Another of his books in the Wall Street series, Wall Street and the FDR, was criticised in one review as follows:

Sutton evidently belongs to the "international banker" school of historical change. The present book is a sequel to his Wall Street and the Bolshevik Revolution, wherein it is purportedly shown that certain elements on Wall Street helped to finance the Bolshevik putsch. Installment number three will examine Wall Street ties to Hitler. The theme underlying all three volumes is that "socialism . . . has come to the United States [Russia, Germany] because it is very much in the interest of the Wall Street establishment to attain a socialist society" (9).

Wall Street and FDR is a weak specimen of "conspiracy history" and one of its sub-genres, "ruling class theory." It is poorly written and edited, digressive, repetitious, disorganized, and unconvincing.

Citation: Dickman, Howard. The Business History Review, vol. 50, no. 4, 1976, pp. 541–43. JSTOR, https://doi.org/10.2307/3113155.


A separate review of his book Wall Street and the Bolshevik Revolution starts as follows:

The scholarly pretensions of this potboiler require its review. In ten unrelated chapters Sutton attempts to forge a link of mutual economic interests between international bankers and the Bolsheviks through use of State Department files and, among others, some highly controversial sources. As scholars are familiar with Sutton's sources, he tells us nothing new. He does repeat unsubstantiated allegations, cite irrelevant facts, make unwarranted conclusions, and record it all in an appallingly pedestrian style.

The author continued "Factual errors in the book are numerous... Routine inquiries and rumours become documentary proof of allegations."

Citation: Medlin, Virgil D. Canadian Slavonic Papers / Revue Canadienne Des Slavistes, vol. 19, no. 2, 1977, pp. 229–30. JSTOR, http://www.jstor.org/stable/40867552.


Regarding the particular claims in the article, JH Stein was not a subsidiary bank of JH Schroder & Co.

Additionally the quote provided does not even make the Claim that JH Schroder & Co. funnelled funds to Himmler. The quote is in relation to Baron Kurt Schroder, not JH Schroder & Co. The quote refers to an "earlier member of the Schroder family" who organized the banking firm, not Baron Kurt Schroder. The full context is as follows:

Baron Kurt von Schröder was born in Hamburg in 1889 into an old, established German banking family. An earlier member of the Schröder family moved to London, changed his name to Schroder (without the dierisis) and organized the banking firm of J. Henry Schroder in London and J. Henry Schroder Banking Corporation in New York. Kurt von Schröder also became a partner in the private Cologne Bankhaus, J. H. Stein & Company, founded in the late eighteenth century... Kurt von Schroder then linked up with Hitler and the early Nazis, and as in the 1919 and 1923 Rhineland separatist movements, Schröder represented and worked for German industrialists and armaments manufacturers. In exchange for financial and industrial support arranged by von Schroder, he later gained political prestige. Immediately after the Nazis gained power in 1933 Schroder became the German representative at the Bank for International Settlements, which Quigley calls the apex of the international control system, as well as head of the private bankers group advising the German Reichsbank. Heinrich Himmler appointed Sehroder an S.S. Senior Group Leader, and in turn Himmler became a prominent member of Keppler's Circle.

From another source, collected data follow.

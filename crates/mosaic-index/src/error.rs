//! Error types for index access.

use thiserror::Error;

#[derive(Debug, Error)]
pub enum IndexError {
    #[error("Index unavailable: {0}")]
    Unavailable(String),

    #[error("Index does not support sorting (requested sort on '{0}')")]
    SortingNotSupported(String),

    #[error("Invalid index query: {0}")]
    InvalidQuery(String),
}

pub type Result<T> = std::result::Result<T, IndexError>;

Sutton does not claim that JH Schroder & Co was used by Kurt Schroder to finance Hitler. Indeed, the quoted section Schröder acted as the conduit for I.T.T. money funneled to Heinrich Himmler's S.S. organization in 1944, refers to Kurt Schroder. Sutton does not provide any evidence or claim a concrete link between JH Schroder & Co and Kurt Schröder's financing efforts. The only "connection" which Sutton makes is as follows:

In the mid-1930s another link was forged between Wall Street and Schröder [Kurt], this time through the Rockefellers. In 1936 the underwriting and general securities business handled by J. Henry Schroder Banking Corporation in New York was merged into a new investment banking firm — Schroder, Rockefeller & Company, Inc. at 48 Wall Street. Carlton P. Fuller of Schroder Banking Corporation became president and Avery Rockefeller, son of Percy Rockefeller (brother of John D. Rockefeller) became vice president and director of the new firm. Previously, Avery Rockefeller had been associated behind the scenes with J. Henry Schroder Banking Corporation; the new firm brought him out into the open.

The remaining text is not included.